Hatcher: You raise several very important questions:
- How much weight gain is to be expected in Depo-Provera patients?
- How much is too much weight gain?
- Are we neglecting major amounts of weight gain in our Depo patients?
- What should be our approach to weight gain when we see it happening?
The Depo-Provera package insert informs each clinician prescribing and each woman using it that after one year, the average weight gain is 5.4 pounds; and after five years, the average gain is 16.5 pounds.1
In my opinion, and all do not agree with me, we need to become quite concerned when a woman gains 10, 20, and then 30 pounds, and we need to counsel her repeatedly that this weight gain may be in part related to her use of Depo, that it should not continue indefinitely, that she should consider switching to other methods, and that there are a number of approaches to losing weight that should become a priority for her.
Seldom is it wise to categorically refuse to give Depo-Provera against the patient’s wishes (even after 40, 50, or 60 pounds of weight gain). Better to get her to consider an effective alternative. Refusal to provide Depo can lead, of course, to an unwanted pregnancy.

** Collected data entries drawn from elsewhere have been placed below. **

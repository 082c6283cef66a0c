use crate::value_objects::{JoinRequestId, RoomId, Timestamp, UserId};

/// 待房主处理的入群申请
#[derive(Debug, Clone, PartialEq, Eq, serde::Serialize, serde::Deserialize)]
pub struct JoinRequest {
    pub id: JoinRequestId,
    pub room_id: RoomId,
    pub requester_id: UserId,
    pub created_at: Timestamp,
}

impl JoinRequest {
    pub fn new(room_id: RoomId, requester_id: UserId, created_at: Timestamp) -> Self {
        Self {
            id: JoinRequestId::random(),
            room_id,
            requester_id,
            created_at,
        }
    }

    /// 申请是否与应答中携带的房间和申请人一致
    pub fn matches(&self, room_id: RoomId, requester_id: UserId) -> bool {
        self.room_id == room_id && self.requester_id == requester_id
    }
}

Do these approaches make sense to you? This is such a tough problem.Unfortunately, we see so many very overweight patients that we occasionally fail to realize that it is a drug we have administered that has caused one of our patients to increase from an acceptable initial weight of 125 to 175 pounds, for example.
Kaunitz: One component of this clinical case relates to the question: What impact does DMPA use have on weight? Because no large randomized clinical trials address the impact (if any) that use of DMPA has on weight, this issue continues to be surrounded by controversy.
What seems likely is that some women who use DMPA contraception have an intrinsically higher risk for weight gain than do women who choose to use other birth control methods.2
A second component of this question relates to the safety of DMPA use by overweight women. Obesity represents an independent risk factor for venous thromboembolic disease (VTE). In addition, obesity in the setting of pregnancy is associated with higher maternal risks. Use of combination estrogen-progestin contraceptives increases VTE risk, while use of progestin-only methods (notwithstanding outdated package labeling for many progestin-only medications) does not increase VTE risk, and therefore is safe in high-risk women.
Finally, it is possible, but certainly not proven, that the efficacy of combination oral contraceptives is reduced in obese women.
Putting all of the above observations together, this woman’s obesity should be addressed focusing on conventional lifestyle recommendations (e.g., exercise and diet). Given her obesity, ongoing DMPA use strikes me as a particularly appropriate contraceptive choice from the perspectives of safety and efficacy.
1. Schwallie PC, Assenzo JR. Contraceptive use — efficacy study utilizing medroxyprogesterone acetate administered as an intramuscular injection once every 90 days. Fertil Steril 1973; 24:331-339.
2. Westhoff C. Depot-medroxyprogesterone acetate injection (Depo-Provera): A highly effective contraceptive option with proven long-term safety. Contraception 2003; 68:75-87.